There can be no partnership without trust. It is only when you trust someone that you are willing to put yourself in their hands. But trust is hard to achieve between individuals and between organisations.

Keys to trust are:

Time – the Chinese don’t use contracts (or so says Charles Handy) instead they start small and work over time to develop relationships – the contract is a threat – it is the actuality of mutual cooperation and mutual benefit that builds trust.

Values – of course we don’t trust people who we think have bad moral beliefs, we would expect them to let us down or do things that we think are improper. But trust also relies on a certain kind of humility – a willingness to learn – not to use values or political correctness as hammer to beat down the person. Often it is people who make a big fuss about their values who also feel they have the right to abandon ordinary moral standards.

Openness – a sign and a means to greater trust is openness. When developing the federation Altrum we developed a ground rule – you had to share any information you were asked for – this kept out organisations who only wanted to take and who didn’t want to give.

Humanity – trust grows through ordinary human contact, sharing time, food, talking, listening and touching.
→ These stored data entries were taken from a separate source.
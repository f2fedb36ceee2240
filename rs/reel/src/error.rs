/// The closed status taxonomy every bridge operation reports.
///
/// [DecodeAgain](Status::DecodeAgain) and [DecodeEof](Status::DecodeEof) are
/// flow control, not failures: the first asks the caller to drain frames (or
/// supply more input), the second ends the drain loop for the session.
#[derive(thiserror::Error, Debug, Clone, Copy, PartialEq, Eq)]
#[non_exhaustive]
pub enum Status {
	#[error("success")]
	Success,

	/// The codec rejected the input or failed irrecoverably for this unit.
	#[error("decode error")]
	DecodeError,

	/// The feature (secure decode) is not implemented; do not retry.
	#[error("unsupported")]
	Unsupported,

	/// Reserved for bridge-internal faults not covered above.
	#[error("internal error")]
	Other,

	/// The codec needs more input, or has no frame ready yet.
	#[error("decode again")]
	DecodeAgain,

	/// Stream end reached, including tolerated invalid trailing data.
	#[error("end of stream")]
	DecodeEof,

	/// The host buffer could not be resized to the frame's dimensions.
	#[error("output buffer allocation failed")]
	OutputBufferAllocateFailed,
}

impl Status {
	/// The integer code crossing the host boundary.
	pub fn code(&self) -> i32 {
		match self {
			Self::Success => 0,
			Self::DecodeError => 1,
			Self::Unsupported => -2,
			Self::Other => -1,
			Self::DecodeAgain => 3,
			Self::DecodeEof => 4,
			Self::OutputBufferAllocateFailed => 5,
		}
	}

	/// Decode a status from its integer code.
	pub fn from_code(code: i32) -> Self {
		match code {
			0 => Self::Success,
			1 => Self::DecodeError,
			-2 => Self::Unsupported,
			3 => Self::DecodeAgain,
			4 => Self::DecodeEof,
			5 => Self::OutputBufferAllocateFailed,
			_ => Self::Other,
		}
	}

	/// Whether the status is a real failure, as opposed to flow control.
	pub fn is_error(&self) -> bool {
		!matches!(self, Self::Success | Self::DecodeAgain | Self::DecodeEof)
	}
}

/// Failures while opening a session.
///
/// Open is the only operation that leaves no session behind on failure; all
/// partially-built decoder state is released before the error is returned.
#[derive(thiserror::Error, Debug)]
#[non_exhaustive]
pub enum OpenError {
	/// The codec identifier is not recognized.
	#[error("unknown codec: {0}")]
	UnknownCodec(String),

	/// The decoder rejected the configuration (e.g. malformed extra data).
	#[error("codec open failed: {0}")]
	InitFailed(String),

	/// No codec backend was compiled in.
	#[error("no codec backend available")]
	NoBackend,
}
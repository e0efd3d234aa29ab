//! Application configuration.
//!
//! Defaults for every field, optionally overlaid by a TOML file, then by
//! `AURORA_*` environment variables and finally by command-line flags.

use serde::{Deserialize, Serialize};
use std::fs;
use std::path::{Path, PathBuf};
use tracing::{debug, info};

use crate::error::{AqiError, Result};
use crate::models::ModelParams;
use crate::trainer::{TrainingOptions, MIN_TRAINING_ROWS};
use crate::users::{Registration, Role, NewUser};

pub const ENV_PREFIX: &str = "AURORA_";

/// Account created by `init` when no user with its email exists.
#[derive(Debug, Clone, PartialEq, Serialize, Deserialize)]
#[serde(default)]
pub struct AdminSeed {
    pub name: String,
    pub email: String,
    pub mobile: String,
    pub password: String,
}

impl Default for AdminSeed {
    fn default() -> Self {
        AdminSeed {
            name: "Administrator".to_string(),
            email: "admin@gmail.com".to_string(),
            mobile: "9999999999".to_string(),
            password: "Admin@123".to_string(),
        }
    }
}

impl AdminSeed {
    /// Validate and hash into an insertable admin account.
    pub fn to_new_user(&self) -> Result<NewUser> {
        Registration {
            name: self.name.clone(),
            email: self.email.clone(),
            mobile: self.mobile.clone(),
            password: self.password.clone(),
            confirm_password: None,
        }
        .into_new_user(Role::Admin)
    }
}

#[derive(Debug, Clone, PartialEq, Serialize, Deserialize)]
#[serde(default)]
pub struct AppConfig {
    pub data_dir: PathBuf,
    /// Defaults to `<data_dir>/aurora.db`.
    pub database: Option<PathBuf>,
    /// Defaults to `<data_dir>/models`.
    pub models_dir: Option<PathBuf>,
    pub training: TrainingOptions,
    pub models: ModelParams,
    pub admin: AdminSeed,
}

impl Default for AppConfig {
    fn default() -> Self {
        AppConfig {
            data_dir: PathBuf::from("data"),
            database: None,
            models_dir: None,
            training: TrainingOptions::default(),
            models: ModelParams::default(),
            admin: AdminSeed::default(),
        }
    }
}

impl AppConfig {
    /// Load from `path` when given, defaults otherwise. A path that was asked
    /// for but cannot be read is an error.
    pub fn load(path: Option<&Path>) -> Result<Self> {
        let Some(path) = path else {
            debug!("no configuration file, using defaults");
            return Ok(AppConfig::default());
        };
        let content = fs::read_to_string(path)
            .map_err(|e| AqiError::Config(format!("failed to read {}: {}", path.display(), e)))?;
        let config = AppConfig::from_toml(&content)?;
        info!(path = %path.display(), "configuration loaded");
        Ok(config)
    }

    pub fn from_toml(content: &str) -> Result<Self> {
        let config: AppConfig =
            toml::from_str(content).map_err(|e| AqiError::Config(format!("failed to parse TOML: {}", e)))?;
        config.validate()?;
        Ok(config)
    }

    pub fn to_toml(&self) -> Result<String> {
        toml::to_string_pretty(self).map_err(|e| AqiError::Config(format!("failed to serialize TOML: {}", e)))
    }

    /// Overlay `AURORA_DATA_DIR`, `AURORA_DATABASE`, `AURORA_MODELS_DIR` and
    /// `AURORA_SEED`. `lookup` is `std::env::var` outside of tests.
    pub fn apply_env_overrides<F>(&mut self, lookup: F) -> Result<()>
    where
        F: Fn(&str) -> Option<String>,
    {
        let var = |name: &str| lookup(&format!("{}{}", ENV_PREFIX, name));
        if let Some(dir) = var("DATA_DIR") {
            self.data_dir = PathBuf::from(dir);
            debug!("applied env override for data dir");
        }
        if let Some(db) = var("DATABASE") {
            self.database = Some(PathBuf::from(db));
            debug!("applied env override for database");
        }
        if let Some(dir) = var("MODELS_DIR") {
            self.models_dir = Some(PathBuf::from(dir));
            debug!("applied env override for models dir");
        }
        if let Some(seed) = var("SEED") {
            self.training.seed = seed
                .trim()
                .parse()
                .map_err(|_| AqiError::Config(format!("{}SEED is not an integer: {}", ENV_PREFIX, seed)))?;
            debug!("applied env override for seed");
        }
        Ok(())
    }

    pub fn database_path(&self) -> PathBuf {
        self.database
            .clone()
            .unwrap_or_else(|| self.data_dir.join("aurora.db"))
    }

    pub fn models_path(&self) -> PathBuf {
        self.models_dir
            .clone()
            .unwrap_or_else(|| self.data_dir.join("models"))
    }

    pub fn validate(&self) -> Result<()> {
        let t = &self.training;
        if !(t.test_fraction > 0.0 && t.test_fraction < 1.0) {
            return Err(AqiError::Config(format!(
                "training.test_fraction must be between 0 and 1, got {}",
                t.test_fraction
            )));
        }
        if t.min_rows < MIN_TRAINING_ROWS {
            return Err(AqiError::Config(format!(
                "training.min_rows must be at least {}, got {}",
                MIN_TRAINING_ROWS, t.min_rows
            )));
        }
        if self.models.random_forest.n_trees == 0 {
            return Err(AqiError::Config("models.random_forest.n_trees must be positive".into()));
        }
        if self.models.gradient_boosted.n_estimators == 0 {
            return Err(AqiError::Config("models.gradient_boosted.n_estimators must be positive".into()));
        }
        Ok(())
    }
}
Only when the other person becomes real can you can start to trust them.

Trust is incredibly efficient. But it can be hard won. Taking the first step will always seem irrational and you will sometimes be let down.

Each time we punish people for problems that arise from misplaced trust then we risk weakening the fabric of society.
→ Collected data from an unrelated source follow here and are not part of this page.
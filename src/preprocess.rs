// Median imputation followed by z-score scaling, fit once and reused for
// every later transform.
use crate::error::{AqiError, Result};
use crate::features::{Feature, FeatureVector, FEATURE_COUNT};
use ndarray::{Array2, ArrayView2, Axis};
use serde::{Deserialize, Serialize};

/// Fitted imputation and scaling statistics, one slot per feature.
#[derive(Debug, Clone, PartialEq, Serialize, Deserialize)]
pub struct PreprocessorState {
    pub medians: [f64; FEATURE_COUNT],
    pub means: [f64; FEATURE_COUNT],
    pub stds: [f64; FEATURE_COUNT],
    pub fitted_rows: usize,
}

impl PreprocessorState {
    /// Learn medians, then means and standard deviations of the imputed data.
    /// input: `n x 8` matrix, NaN marks a missing reading
    /// output: fitted state, or `InvalidInput` for an empty or misshapen matrix
    pub fn fit(x: ArrayView2<'_, f64>) -> Result<Self> {
        check_shape(x)?;
        if x.nrows() == 0 {
            return Err(AqiError::InvalidInput(
                "cannot fit preprocessor on zero rows".into(),
            ));
        }

        let mut medians = [0.0; FEATURE_COUNT];
        let mut means = [0.0; FEATURE_COUNT];
        let mut stds = [0.0; FEATURE_COUNT];

        for (j, column) in x.axis_iter(Axis(1)).enumerate() {
            let mut present: Vec<f64> = column.iter().copied().filter(|v| v.is_finite()).collect();
            let median = median(&mut present).unwrap_or(0.0);

            let n = column.len() as f64;
            let imputed = column.iter().map(|&v| if v.is_finite() { v } else { median });
            let mean = imputed.clone().sum::<f64>() / n;
            let var = imputed.map(|v| (v - mean).powi(2)).sum::<f64>() / n;

            medians[j] = median;
            means[j] = mean;
            stds[j] = var.sqrt();
        }

        Ok(PreprocessorState {
            medians,
            means,
            stds,
            fitted_rows: x.nrows(),
        })
    }

    /// Impute and standardise every row of `x`.
    pub fn transform(&self, x: ArrayView2<'_, f64>) -> Result<Array2<f64>> {
        check_shape(x)?;
        let mut out = x.to_owned();
        for mut row in out.axis_iter_mut(Axis(0)) {
            for (j, v) in row.iter_mut().enumerate() {
                *v = self.scale(j, *v);
            }
        }
        Ok(out)
    }

    pub fn transform_row(&self, row: &FeatureVector) -> FeatureVector {
        let mut values = [0.0; FEATURE_COUNT];
        for (j, v) in row.as_slice().iter().enumerate() {
            values[j] = self.scale(j, *v);
        }
        FeatureVector::new(values)
    }

    /// Scale divisor for feature `j`; a constant feature keeps its offset only.
    fn divisor(&self, j: usize) -> f64 {
        if self.stds[j] > 0.0 {
            self.stds[j]
        } else {
            1.0
        }
    }

    fn scale(&self, j: usize, v: f64) -> f64 {
        let v = if v.is_finite() { v } else { self.medians[j] };
        (v - self.means[j]) / self.divisor(j)
    }

    pub fn median_of(&self, feature: Feature) -> f64 {
        self.medians[feature.index()]
    }
}

fn check_shape(x: ArrayView2<'_, f64>) -> Result<()> {
    if x.ncols() != FEATURE_COUNT {
        return Err(AqiError::InvalidInput(format!(
            "expected {} feature columns, found {}",
            FEATURE_COUNT,
            x.ncols()
        )));
    }
    Ok(())
}

fn median(values: &mut [f64]) -> Option<f64> {
    if values.is_empty() {
        return None;
    }
    values.sort_by(f64::total_cmp);
    let mid = values.len() / 2;
    if values.len() % 2 == 0 {
        Some((values[mid - 1] + values[mid]) / 2.0)
    } else {
        Some(values[mid])
    }
}

/// Map loosely named inputs onto a feature vector.
/// Unknown names are ignored, features that never appear default to 0.0 and
/// values that do not parse as numbers are left missing for imputation.
pub fn map_named_input<'a, I>(pairs: I) -> FeatureVector
where
    I: IntoIterator<Item = (&'a str, &'a str)>,
{
    let mut out = FeatureVector::new([0.0; FEATURE_COUNT]);
    for (name, raw) in pairs {
        if let Some(feature) = Feature::resolve(name) {
            out[feature] = parse_reading(raw).unwrap_or(f64::NAN);
        }
    }
    out
}

/// Parse one reading; blank, non-numeric and non-finite strings are `None`.
pub fn parse_reading(raw: &str) -> Option<f64> {
    raw.trim().parse::<f64>().ok().filter(|v| v.is_finite())
}

#[cfg(test)]
mod tests {
    use super::*;
    use crate::features::to_matrix;
    use approx::assert_abs_diff_eq;
    use ndarray::array;

    fn sample_rows() -> Array2<f64> {
        to_matrix(&[
            FeatureVector::new([20.0, 40.0, 12.0, 30.0, 0.4, 15.0, 4.0, 30.0]),
            FeatureVector::new([25.0, 55.0, 35.0, 60.0, 0.9, 22.0, 6.0, 41.0]),
            FeatureVector::new([31.0, 61.0, 80.0, 120.0, 1.6, 40.0, 9.0, 52.0]),
            FeatureVector::new([18.0, 70.0, 150.0, 210.0, 2.4, 61.0, 13.0, 70.0]),
            FeatureVector::new([27.5, 48.0, 55.0, 95.0, 1.1, 33.0, 7.5, 44.0]),
        ])
    }

    #[test]
    fn fitted_data_is_standardised() {
        let x = sample_rows();
        let state = PreprocessorState::fit(x.view()).unwrap();
        let z = state.transform(x.view()).unwrap();

        for column in z.axis_iter(Axis(1)) {
            let n = column.len() as f64;
            let mean = column.sum() / n;
            let var = column.iter().map(|v| (v - mean).powi(2)).sum::<f64>() / n;
            assert_abs_diff_eq!(mean, 0.0, epsilon = 1e-9);
            assert_abs_diff_eq!(var, 1.0, epsilon = 1e-9);
        }
    }

    #[test]
    fn missing_values_take_the_median() {
        let mut x = sample_rows();
        x[(1, 2)] = f64::NAN;
        let state = PreprocessorState::fit(x.view()).unwrap();
        // PM2.5 present values: 12, 55, 80, 150 -> median 67.5
        assert_abs_diff_eq!(state.median_of(Feature::Pm25), 67.5);

        let row = FeatureVector::missing();
        let z = state.transform_row(&row);
        for (j, v) in z.as_slice().iter().enumerate() {
            let expected = (state.medians[j] - state.means[j]) / state.stds[j];
            assert_abs_diff_eq!(*v, expected, epsilon = 1e-12);
        }
    }

    #[test]
    fn constant_feature_is_not_divided_by_zero() {
        let mut x = sample_rows();
        x.column_mut(4).fill(1.5);
        let state = PreprocessorState::fit(x.view()).unwrap();
        assert_eq!(state.stds[4], 0.0);

        let z = state.transform(x.view()).unwrap();
        assert!(z.iter().all(|v| v.is_finite()));
        assert!(z.column(4).iter().all(|v| *v == 0.0));
    }

    #[test]
    fn empty_and_misshapen_input_is_rejected() {
        let empty = Array2::<f64>::zeros((0, FEATURE_COUNT));
        assert!(matches!(
            PreprocessorState::fit(empty.view()),
            Err(AqiError::InvalidInput(_))
        ));

        let narrow = array![[1.0, 2.0], [3.0, 4.0]];
        assert!(PreprocessorState::fit(narrow.view()).is_err());
    }

    #[test]
    fn row_and_matrix_transforms_agree() {
        let x = sample_rows();
        let state = PreprocessorState::fit(x.view()).unwrap();
        let z = state.transform(x.view()).unwrap();
        let row = FeatureVector::from_row(x.row(3)).unwrap();
        let single = state.transform_row(&row);
        for (a, b) in single.as_slice().iter().zip(z.row(3).iter()) {
            assert_eq!(a, b);
        }
    }

    #[test]
    fn named_input_mapping() {
        let v = map_named_input([
            ("temperature", "21.5"),
            ("pm2.5", "abc"),
            ("PM 10", " 88 "),
            ("wind", "3"),
        ]);
        assert_eq!(v[Feature::Temperature], 21.5);
        assert!(v[Feature::Pm25].is_nan());
        assert_eq!(v[Feature::Pm10], 88.0);
        assert_eq!(v[Feature::O3], 0.0);
    }

    #[test]
    fn readings_parse_strictly() {
        assert_eq!(parse_reading(" 4.25"), Some(4.25));
        assert_eq!(parse_reading(""), None);
        assert_eq!(parse_reading("NaN"), None);
        assert_eq!(parse_reading("inf"), None);
        assert_eq!(parse_reading("12a"), None);
    }
}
Designing with Constraints

Good design is the art of progressively adapting oneself to increasingly high levels of constraint  – until only one solution is possible – the best.

Thought is Like a Ladder

Thought is like a ladder, it can quickly extend to the stars. But to be of any use it must lean on something solid.

Brokered by Love

Happiness and virtue are brokered by love.
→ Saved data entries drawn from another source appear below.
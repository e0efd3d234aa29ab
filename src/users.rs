//! Account fields: validation, roles and password hashing.

use argon2::password_hash::rand_core::OsRng;
use argon2::password_hash::{PasswordHash, PasswordHasher, PasswordVerifier, SaltString};
use argon2::Argon2;
use chrono::{DateTime, Utc};
use regex::Regex;
use rusqlite::types::{FromSql, FromSqlError, FromSqlResult, ToSql, ToSqlOutput, ValueRef};
use serde::{Deserialize, Serialize};
use std::fmt;
use std::str::FromStr;
use std::sync::LazyLock;

use crate::error::{AqiError, Result};

static GMAIL: LazyLock<Regex> =
    LazyLock::new(|| Regex::new(r"^[a-zA-Z0-9._%+-]+@gmail\.com$").expect("valid email pattern"));
static SPECIAL: LazyLock<Regex> =
    LazyLock::new(|| Regex::new(r#"[!@#$%^&*(),.?":{}|<>]"#).expect("valid special-char pattern"));

#[derive(Debug, Clone, Copy, PartialEq, Eq, Serialize, Deserialize)]
pub enum Role {
    User,
    Admin,
}

impl Role {
    pub fn as_str(self) -> &'static str {
        match self {
            Role::User => "User",
            Role::Admin => "Admin",
        }
    }
}

impl fmt::Display for Role {
    fn fmt(&self, f: &mut fmt::Formatter<'_>) -> fmt::Result {
        f.write_str(self.as_str())
    }
}

impl FromStr for Role {
    type Err = AqiError;
    fn from_str(s: &str) -> Result<Self> {
        match s {
            "User" => Ok(Role::User),
            "Admin" => Ok(Role::Admin),
            other => Err(AqiError::InvalidInput(format!("unknown role: {}", other))),
        }
    }
}

impl ToSql for Role {
    fn to_sql(&self) -> rusqlite::Result<ToSqlOutput<'_>> {
        Ok(ToSqlOutput::from(self.as_str()))
    }
}

impl FromSql for Role {
    fn column_result(value: ValueRef<'_>) -> FromSqlResult<Self> {
        value
            .as_str()?
            .parse()
            .map_err(|e: AqiError| FromSqlError::Other(Box::new(e)))
    }
}

#[derive(Debug, Clone, PartialEq)]
pub struct User {
    pub id: i64,
    pub name: String,
    pub email: String,
    pub mobile: String,
    pub password_hash: String,
    pub role: Role,
    pub created_at: DateTime<Utc>,
}

impl User {
    pub fn is_admin(&self) -> bool {
        self.role == Role::Admin
    }
}

/// A validated, hashed account ready to insert.
#[derive(Debug, Clone)]
pub struct NewUser {
    pub name: String,
    pub email: String,
    pub mobile: String,
    pub password_hash: String,
    pub role: Role,
}

/// Raw registration form.
#[derive(Debug, Clone, Default)]
pub struct Registration {
    pub name: String,
    pub email: String,
    pub mobile: String,
    pub password: String,
    pub confirm_password: Option<String>,
}

impl Registration {
    /// Validate every field and hash the password.
    pub fn into_new_user(self, role: Role) -> Result<NewUser> {
        let name = validate_name(&self.name)?;
        let email = validate_gmail(&self.email)?;
        let mobile = validate_mobile(&self.mobile)?;
        validate_password(&self.password, self.confirm_password.as_deref())?;
        Ok(NewUser {
            name,
            email,
            mobile,
            password_hash: hash_password(&self.password)?,
            role,
        })
    }
}

fn invalid(msg: &str) -> AqiError {
    AqiError::Validation(msg.to_string())
}

pub fn validate_name(name: &str) -> Result<String> {
    let name = name.trim();
    if name.is_empty() {
        return Err(invalid("Name is required"));
    }
    let len = name.chars().count();
    if len < 2 {
        return Err(invalid("Name must be at least 2 characters"));
    }
    if len > 100 {
        return Err(invalid("Name must not exceed 100 characters"));
    }
    Ok(name.to_string())
}

/// Returns the trimmed, lowercased address.
pub fn validate_gmail(email: &str) -> Result<String> {
    let email = email.trim().to_lowercase();
    if email.is_empty() {
        return Err(invalid("Email is required"));
    }
    if !GMAIL.is_match(&email) {
        return Err(invalid("Email must be in format: username@gmail.com"));
    }
    Ok(email)
}

pub fn validate_mobile(mobile: &str) -> Result<String> {
    let mobile = mobile.trim();
    if mobile.is_empty() {
        return Err(invalid("Mobile number is required"));
    }
    if !mobile.chars().all(|c| c.is_ascii_digit()) {
        return Err(invalid("Mobile number must contain only digits"));
    }
    if mobile.len() != 10 {
        return Err(invalid("Mobile number must be exactly 10 digits"));
    }
    Ok(mobile.to_string())
}

pub fn validate_password(password: &str, confirm: Option<&str>) -> Result<()> {
    if password.is_empty() {
        return Err(invalid("Password is required"));
    }
    if password.chars().count() < 8 {
        return Err(invalid("Password must be at least 8 characters"));
    }
    if !password.chars().any(|c| c.is_ascii_uppercase()) {
        return Err(invalid("Password must contain at least one uppercase letter"));
    }
    if !password.chars().any(|c| c.is_ascii_lowercase()) {
        return Err(invalid("Password must contain at least one lowercase letter"));
    }
    if !password.chars().any(|c| c.is_ascii_digit()) {
        return Err(invalid("Password must contain at least one digit"));
    }
    if !SPECIAL.is_match(password) {
        return Err(invalid(
            "Password must contain at least one special character (!@#$%^&*(),.?\":{}|<>)",
        ));
    }
    if confirm.is_some_and(|c| c != password) {
        return Err(invalid("Passwords do not match"));
    }
    Ok(())
}

/// Argon2id PHC string with a random salt.
pub fn hash_password(password: &str) -> Result<String> {
    let salt = SaltString::generate(&mut OsRng);
    Argon2::default()
        .hash_password(password.as_bytes(), &salt)
        .map(|h| h.to_string())
        .map_err(|e| AqiError::InvalidInput(format!("password hashing failed: {}", e)))
}

pub fn verify_password(password: &str, hash: &str) -> bool {
    PasswordHash::new(hash)
        .map(|parsed| {
            Argon2::default()
                .verify_password(password.as_bytes(), &parsed)
                .is_ok()
        })
        .unwrap_or(false)
}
In moral philosophy there is a significant divide between:

  • Those who think morality has a purpose – telos – or 
  • Those who believe moral action is just about doing the right thing – with no reference to a goal.

In my Phd thesis I have argued at length that the moral understanding cannot be reduced to either perspective, that it is ultimately founded in our experience of duty, but that duties reaches out to virtue both in its respect for rights, but also in its desire for the good.

However another way of looking at this dilemma is much easier.

Think about bringing up your child. You want your child to be happy (and this can have many meanings) and you want your child to be good (and this can have many meanings). But what is the exercise of loving your child if it is not the effort of reconciling these two objectives. The paradoxical hope of true love is that our children will live long and contented lives but that they become the kind of people who know when they must sacrifice themselves for the sake of others.

Only love, not empty rationality, can reconcile this paradox.

Difference evokes Meaning

The philosopher, and disabled activist, Judith Snow tells us that disability is a gift.

Disability is a gift because all of our distinct features – everything that makes us different and unique – is a  gift.

Of course this statement can only be made as an act of faith. Clearly differences do not always feel like a blessing and they may not be treated by others as a gift. But she is asking us to have faith in the possibility that another person will exist who, at the right time, in the right place, will be able to receive that gift.

This may not be an empirical statement – but that does not matter. The demands of faith are central to our approach to the world. Judith Snow is telling us how to approach the world – not predicting that we we will do so.

She is also calling us to recognise the central importance of difference to a life of meaning. Getting back what what we’ve already got is an unsatisfactory experience – without meaning. Difference stimulates, provokes and creates the possibility of meaning.

However to experience this meaning, through difference, also demands that we share in a common world that makes meaningful exchange possible – inclusion.